Tweetalige printerversie Eentalige printerversie

Schriftelijke vraag nr. 5-3840

van Bert Anciaux (sp.a) d.d. 1 december 2011

aan de vice-eersteminister en minister van Sociale Zaken en Volksgezondheid, belast met Maatschappelijke Integratie

Antidepressiva - Minderjarigen - Registratie - Beleid

geestesziekte
jongere
geneesmiddel
kind
kosten voor gezondheidszorg
officiële statistiek
geografische spreiding
leeftijdsverdeling
verdeling naar geslacht

Chronologie

1/12/2011Verzending vraag
7/12/2011Dossier gesloten

Heringediend als : schriftelijke vraag 5-4577

Vraag nr. 5-3840 d.d. 1 december 2011 : (Vraag gesteld in het Nederlands)

In België worden antidepressiva voor de behandeling van depressie bij kinderen en jongeren weliswaar voorgeschreven maar niet geregistreerd.

Heel wat studies tonen zich uitermate kritisch over gebruik van antidepressiva bij de behandeling van depressies bij jonge mensen. Er rijzen heel wat twijfels over hun doeltreffendheid en bovendien - en dat klinkt erg beangstigend - voorspellen deze studies een hoger risico op zelfmoordgedachten en automutilatie.

Hierover de volgende vragen:

1) Hoe evolueerde het geregistreerde gebruik van antidepressiva jaarlijks in de periode 2001 - 2010 bij minderjarigen? Kan de geachte minister deze cijfers tevens opdelen per levensjaar, geslacht en per provincie (en gewest)? Hoe evalueert en duidt de minister deze cijfers?

2) Hoeveel kostte dit gebruik jaarlijks aan de Sociale Zekerheid, voor dezelfde periode?

3) Hoeveel van dit gebruik kan worden gekoppeld aan een langdurig gebruik, dit betekent meer dan zes maanden?
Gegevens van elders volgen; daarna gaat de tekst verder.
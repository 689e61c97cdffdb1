use super::FileSystem;
use anyhow::{anyhow, Result};
use std::collections::HashMap;
use std::path::{Path, PathBuf};
use std::sync::{Arc, Mutex};

/// In-memory filesystem holding text files only.
///
/// Clones share the same backing map, so a test can keep a handle and add
/// files after the loader has been constructed.
#[derive(Debug, Clone, Default)]
pub struct MockFileSystem {
    files: Arc<Mutex<HashMap<PathBuf, String>>>,
}

impl MockFileSystem {
    pub fn new() -> Self {
        Self::default()
    }

    pub fn add_file(&self, path: impl AsRef<Path>, content: impl Into<String>) {
        let mut files = self.files.lock().unwrap_or_else(|e| e.into_inner());
        files.insert(path.as_ref().to_path_buf(), content.into());
    }

    pub fn with_file(self, path: impl AsRef<Path>, content: impl Into<String>) -> Self {
        self.add_file(path, content);
        self
    }
}

impl FileSystem for MockFileSystem {
    fn read_to_string(&self, path: &Path) -> Result<String> {
        let files = self.files.lock().unwrap_or_else(|e| e.into_inner());
        files
            .get(path)
            .cloned()
            .ok_or_else(|| anyhow!("File not found: {:?}", path))
    }

    fn exists(&self, path: &Path) -> bool {
        self.is_file(path)
    }

    fn is_file(&self, path: &Path) -> bool {
        let files = self.files.lock().unwrap_or_else(|e| e.into_inner());
        files.contains_key(path)
    }
}
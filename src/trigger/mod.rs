// src/trigger/mod.rs

//! Trigger evaluation for remote steps.
//!
//! - [`fingerprint`] computes the content-addressed digest of a step's
//!   inputs and decides whether the step has to run.
//! - [`store`] persists the last successful fingerprint per step.
//! - [`TriggerEvaluator`] ties both together for the executor backend.

pub mod fingerprint;
pub mod store;

use std::sync::{Arc, Mutex};

use tracing::{debug, info};

use crate::errors::{CloudstepError, ExecutionError, Result};
use crate::graph::{OutputStore, RemoteStep};

pub use fingerprint::{fingerprint, should_run, Fingerprint};
pub use store::{FileFingerprintStore, FingerprintStore, MemoryFingerprintStore};

/// Outcome of evaluating a step's triggers.
#[derive(Debug, Clone, PartialEq, Eq)]
pub enum TriggerDecision {
    /// Inputs changed (or the step never ran); execute and record `fingerprint`.
    Run(Fingerprint),
    /// Same fingerprint as the last successful run; nothing to do.
    Unchanged(Fingerprint),
}

impl TriggerDecision {
    pub fn fingerprint(&self) -> &Fingerprint {
        match self {
            TriggerDecision::Run(fp) | TriggerDecision::Unchanged(fp) => fp,
        }
    }

    pub fn should_run(&self) -> bool {
        matches!(self, TriggerDecision::Run(_))
    }
}

/// Shared handle around a [`FingerprintStore`].
#[derive(Clone)]
pub struct TriggerEvaluator {
    store: Arc<Mutex<Box<dyn FingerprintStore>>>,
}

impl TriggerEvaluator {
    pub fn new(store: Box<dyn FingerprintStore>) -> Self {
        Self {
            store: Arc::new(Mutex::new(store)),
        }
    }

    pub fn in_memory() -> Self {
        Self::new(Box::new(MemoryFingerprintStore::new()))
    }

    /// Resolve the step's trigger inputs against published outputs and compare
    /// with the recorded fingerprint.
    ///
    /// Must only be called once the step's dependencies succeeded; an output
    /// that is not published yet is an error rather than a placeholder value.
    pub fn evaluate(
        &self,
        step: &RemoteStep,
        outputs: &OutputStore,
    ) -> std::result::Result<TriggerDecision, ExecutionError> {
        let inputs = step.fingerprint_inputs(outputs)?;
        let current = fingerprint(&inputs);
        let last = self
            .last_known(&step.id)
            .map_err(|e| ExecutionError::Local(e.to_string()))?;

        if should_run(&step.id, &inputs, last.as_ref()) {
            debug!(
                step = %step.id,
                fingerprint = %current,
                previous = ?last.as_ref().map(Fingerprint::as_str),
                "trigger inputs changed; step will run"
            );
            Ok(TriggerDecision::Run(current))
        } else {
            info!(step = %step.id, fingerprint = %current, "trigger inputs unchanged; skipping step");
            Ok(TriggerDecision::Unchanged(current))
        }
    }

    pub fn last_known(&self, step_id: &str) -> Result<Option<Fingerprint>> {
        let store = self.lock()?;
        Ok(store.load(step_id)?.map(Fingerprint::from_hex))
    }

    /// Record the fingerprint of a successful run.
    pub fn record(&self, step_id: &str, fp: &Fingerprint) -> Result<()> {
        let mut store = self.lock()?;
        store.save(step_id, fp.as_str())?;
        Ok(())
    }

    /// Forget fingerprints for steps that are no longer declared.
    pub fn prune(&self, active_steps: &[&str]) -> Result<()> {
        let mut store = self.lock()?;
        store.prune(active_steps)?;
        Ok(())
    }

    fn lock(&self) -> Result<std::sync::MutexGuard<'_, Box<dyn FingerprintStore>>> {
        self.store
            .lock()
            .map_err(|_| CloudstepError::Other(anyhow::anyhow!("fingerprint store lock poisoned")))
    }
}

impl std::fmt::Debug for TriggerEvaluator {
    fn fmt(&self, f: &mut std::fmt::Formatter<'_>) -> std::fmt::Result {
        f.debug_struct("TriggerEvaluator").finish_non_exhaustive()
    }
}
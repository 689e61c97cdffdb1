pub mod builders;
pub mod fake_backend;
pub mod fake_connector;
pub mod fake_provider;

use std::sync::Once;
use tracing_subscriber::{fmt, EnvFilter};

static INIT: Once = Once::new();

/// Send cloudstep's tracing output to the test harness.
///
/// Safe to call from every test; only the first call installs the subscriber.
/// Output shows up for failing tests only. `RUST_LOG=cloudstep=debug` turns
/// on per-node dispatch and retry logs.
pub fn init_tracing() {
    INIT.call_once(|| {
        let filter =
            EnvFilter::try_from_default_env().unwrap_or_else(|_| EnvFilter::new("info"));

        fmt()
            .with_env_filter(filter)
            .with_test_writer()
            .with_target(true)
            .init();
    });
}

/// Bound an apply that runs on the real clock.
///
/// Fake providers and connectors answer immediately, so a whole stack applies
/// well within five seconds. Paused-clock tests leave this out.
pub async fn with_timeout<F, T>(f: F) -> T
where
    F: std::future::Future<Output = T>,
{
    tokio::time::timeout(std::time::Duration::from_secs(5), f)
        .await
        .expect("apply did not finish within 5 seconds")
}
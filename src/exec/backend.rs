// src/exec/backend.rs

//! Pluggable executor backend abstraction.
//!
//! The runtime talks to an `ExecutorBackend` instead of running nodes itself.
//! This makes it easy to swap in a fake backend in tests while keeping the
//! production implementation here.
//!
//! - `ProvisionBackend` is the implementation used by `cloudstep`: resources
//!   and lookups go to the [`Provider`], remote steps go through the trigger
//!   evaluator and the [`StepExecutor`].
//! - Tests can provide their own `ExecutorBackend` that, for example, records
//!   which nodes were dispatched and directly emits completion events.

use std::future::Future;
use std::pin::Pin;
use std::sync::{Arc, RwLock};

use anyhow::{anyhow, Context};
use regex::Regex;
use tokio::sync::{mpsc, Semaphore};
use tokio::time::Instant;
use tracing::{debug, error, info, warn};

use crate::dag::ScheduledNode;
use crate::engine::{NodeOutcome, RuntimeEvent};
use crate::errors::Result;
use crate::exec::executor::StepExecutor;
use crate::graph::{LookupSpec, NodeKind, OutputStore, RemoteStep, ResourceSpec};
use crate::provider::{CandidateFilter, CreateRequest, Provider};
use crate::trigger::{TriggerDecision, TriggerEvaluator};

/// Lines of command output kept in a failure message.
const OUTPUT_TAIL_LINES: usize = 5;

/// Trait abstracting how scheduled nodes are executed.
///
/// Implementations must eventually send exactly one
/// `RuntimeEvent::NodeCompleted` per dispatched node, preceded by a
/// `RuntimeEvent::NodeStarted` when work actually begins.
pub trait ExecutorBackend: Send {
    /// Dispatch the given nodes for execution without waiting for them.
    fn spawn_ready_nodes(
        &mut self,
        nodes: Vec<ScheduledNode>,
    ) -> Pin<Box<dyn Future<Output = Result<()>> + Send + '_>>;
}

/// Production backend.
///
/// Every dispatched node runs in its own Tokio task; a semaphore bounds how
/// many run at once.
pub struct ProvisionBackend {
    shared: Arc<Shared>,
    runtime_tx: mpsc::Sender<RuntimeEvent>,
}

struct Shared {
    provider: Arc<dyn Provider>,
    executor: StepExecutor,
    evaluator: TriggerEvaluator,
    outputs: Arc<RwLock<OutputStore>>,
    permits: Arc<Semaphore>,
}

impl ProvisionBackend {
    pub fn new(
        provider: Arc<dyn Provider>,
        executor: StepExecutor,
        evaluator: TriggerEvaluator,
        max_parallel: usize,
        runtime_tx: mpsc::Sender<RuntimeEvent>,
    ) -> Self {
        Self {
            shared: Arc::new(Shared {
                provider,
                executor,
                evaluator,
                outputs: Arc::new(RwLock::new(OutputStore::new())),
                permits: Arc::new(Semaphore::new(max_parallel.max(1))),
            }),
            runtime_tx,
        }
    }

    /// Outputs published so far (shared with the running tasks).
    pub fn outputs(&self) -> Arc<RwLock<OutputStore>> {
        self.shared.outputs.clone()
    }
}

impl ExecutorBackend for ProvisionBackend {
    fn spawn_ready_nodes(
        &mut self,
        nodes: Vec<ScheduledNode>,
    ) -> Pin<Box<dyn Future<Output = Result<()>> + Send + '_>> {
        Box::pin(async move {
            for node in nodes {
                let shared = self.shared.clone();
                let tx = self.runtime_tx.clone();
                tokio::spawn(async move {
                    run_scheduled(shared, node, tx).await;
                });
            }
            Ok(())
        })
    }
}

async fn run_scheduled(shared: Arc<Shared>, node: ScheduledNode, tx: mpsc::Sender<RuntimeEvent>) {
    let id = node.id.clone();

    let outcome = match shared.permits.clone().acquire_owned().await {
        Ok(_permit) => {
            if tx
                .send(RuntimeEvent::NodeStarted {
                    node: id.clone(),
                    at: Instant::now(),
                })
                .await
                .is_err()
            {
                debug!(node = %id, "runtime gone before node started; dropping");
                return;
            }
            shared.run_node(&node).await
        }
        Err(_) => NodeOutcome::Failed("executor slots closed".to_string()),
    };

    let event = RuntimeEvent::NodeCompleted {
        node: id.clone(),
        outcome,
        at: Instant::now(),
    };
    if tx.send(event).await.is_err() {
        debug!(node = %id, "runtime gone before completion was reported");
    }
}

impl Shared {
    async fn run_node(&self, node: &ScheduledNode) -> NodeOutcome {
        let result = match &node.kind {
            NodeKind::Resource(spec) => self.create_resource(&node.id, spec).await,
            NodeKind::Lookup(spec) => self.lookup(&node.id, spec).await,
            NodeKind::Step(step) => return self.run_step(step).await,
        };

        match result {
            Ok(()) => NodeOutcome::Succeeded { executed: true },
            Err(err) => {
                error!(node = %node.id, error = %format!("{err:#}"), "node failed");
                NodeOutcome::Failed(format!("{err:#}"))
            }
        }
    }

    async fn create_resource(&self, id: &str, spec: &ResourceSpec) -> anyhow::Result<()> {
        let config = {
            let outputs = self.read_outputs()?;
            spec.config
                .resolve(&outputs)
                .with_context(|| format!("resolving configuration of '{id}'"))?
        };

        let request = CreateRequest {
            name: id.to_string(),
            kind: spec.kind.clone(),
            config,
            delete_before_replace: spec.options.delete_before_replace,
        };

        info!(node = %id, kind = %spec.kind, "creating resource");
        let created = self
            .provider
            .create_resource(&request)
            .await
            .with_context(|| format!("provider could not create '{id}'"))?;

        self.publish(id, created.into_attributes())
    }

    async fn lookup(&self, id: &str, spec: &LookupSpec) -> anyhow::Result<()> {
        let compartment_id = {
            let outputs = self.read_outputs()?;
            spec.compartment
                .resolve_string(&outputs)
                .with_context(|| format!("resolving compartment of '{id}'"))?
        };
        let pattern = Regex::new(&spec.name_pattern)
            .with_context(|| format!("invalid name pattern '{}'", spec.name_pattern))?;

        let candidates = self
            .provider
            .list_availability_candidates(&CandidateFilter {
                compartment_id,
                name_pattern: spec.name_pattern.clone(),
            })
            .await
            .with_context(|| format!("listing availability candidates for '{id}'"))?;

        let total = candidates.len();
        let chosen = candidates
            .into_iter()
            .find(|c| pattern.is_match(&c.name))
            .ok_or_else(|| {
                anyhow!(
                    "no availability candidate matches '{}' ({} listed)",
                    spec.name_pattern,
                    total
                )
            })?;

        info!(node = %id, candidate = %chosen.name, "selected availability candidate");
        self.publish(
            id,
            [
                ("name".to_string(), chosen.name),
                ("id".to_string(), chosen.id),
            ],
        )
    }

    async fn run_step(&self, step: &RemoteStep) -> NodeOutcome {
        let prepared = self.read_outputs().and_then(|outputs| {
            let decision = self.evaluator.evaluate(step, &outputs)?;
            let target = step.target.resolve(&outputs)?;
            Ok((decision, target))
        });

        let (decision, target) = match prepared {
            Ok(p) => p,
            Err(err) => {
                error!(step = %step.id, error = %err, "cannot prepare remote step");
                return NodeOutcome::Failed(format!("{err:#}"));
            }
        };

        if let TriggerDecision::Unchanged(_) = decision {
            return NodeOutcome::Succeeded { executed: false };
        }

        match self
            .executor
            .execute(step, &target, step.command.resolve())
            .await
        {
            Ok(output) => {
                debug!(step = %step.id, elapsed = ?output.elapsed, "step output:\n{}", output.output);
                if let Err(err) = self.evaluator.record(&step.id, decision.fingerprint()) {
                    error!(step = %step.id, error = %err, "could not record fingerprint");
                    return NodeOutcome::Failed(format!("recording fingerprint: {err}"));
                }
                NodeOutcome::Succeeded { executed: true }
            }
            Err(err) if err.is_timeout() => NodeOutcome::TimedOut(err.to_string()),
            Err(err) => {
                let message = match &err {
                    crate::errors::ExecutionError::NonZeroExit { output, .. } => {
                        let tail = tail_lines(output, OUTPUT_TAIL_LINES);
                        warn!(step = %step.id, "failing command output:\n{}", output);
                        if tail.is_empty() {
                            err.to_string()
                        } else {
                            format!("{err}: {tail}")
                        }
                    }
                    _ => err.to_string(),
                };
                NodeOutcome::Failed(message)
            }
        }
    }

    fn read_outputs(&self) -> anyhow::Result<std::sync::RwLockReadGuard<'_, OutputStore>> {
        self.outputs
            .read()
            .map_err(|_| anyhow!("output store lock poisoned"))
    }

    fn publish<I>(&self, id: &str, attributes: I) -> anyhow::Result<()>
    where
        I: IntoIterator<Item = (String, String)>,
    {
        let mut outputs = self
            .outputs
            .write()
            .map_err(|_| anyhow!("output store lock poisoned"))?;
        outputs.publish(id, attributes);
        debug!(node = %id, attributes = ?outputs.attributes(id), "published outputs");
        Ok(())
    }
}

fn tail_lines(text: &str, n: usize) -> String {
    let lines: Vec<&str> = text.lines().filter(|l| !l.trim().is_empty()).collect();
    lines[lines.len().saturating_sub(n)..].join(" | ")
}

#[cfg(test)]
mod tests {
    use super::*;

    #[test]
    fn tail_keeps_last_non_empty_lines() {
        assert_eq!(tail_lines("a\nb\n\nc\nd\n", 2), "c | d");
        assert_eq!(tail_lines("", 3), "");
    }
}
4) Welke zijn volgens de geachte minister de oorzaken van deze jaarlijkse stijging van het gebruik van antidepressiva bij kinderen? Is zij bekend met de studies ( onder andere van de Food and Drugs Administration) die het gebruik van de antidepressiva door kinderen en jongeren linken aan verhoogd risico op zelfmoordgedachten? Wordt het gebruik van antidepressiva door kinderen nauwkeurig en wetenschappelijk opgevolgd in België?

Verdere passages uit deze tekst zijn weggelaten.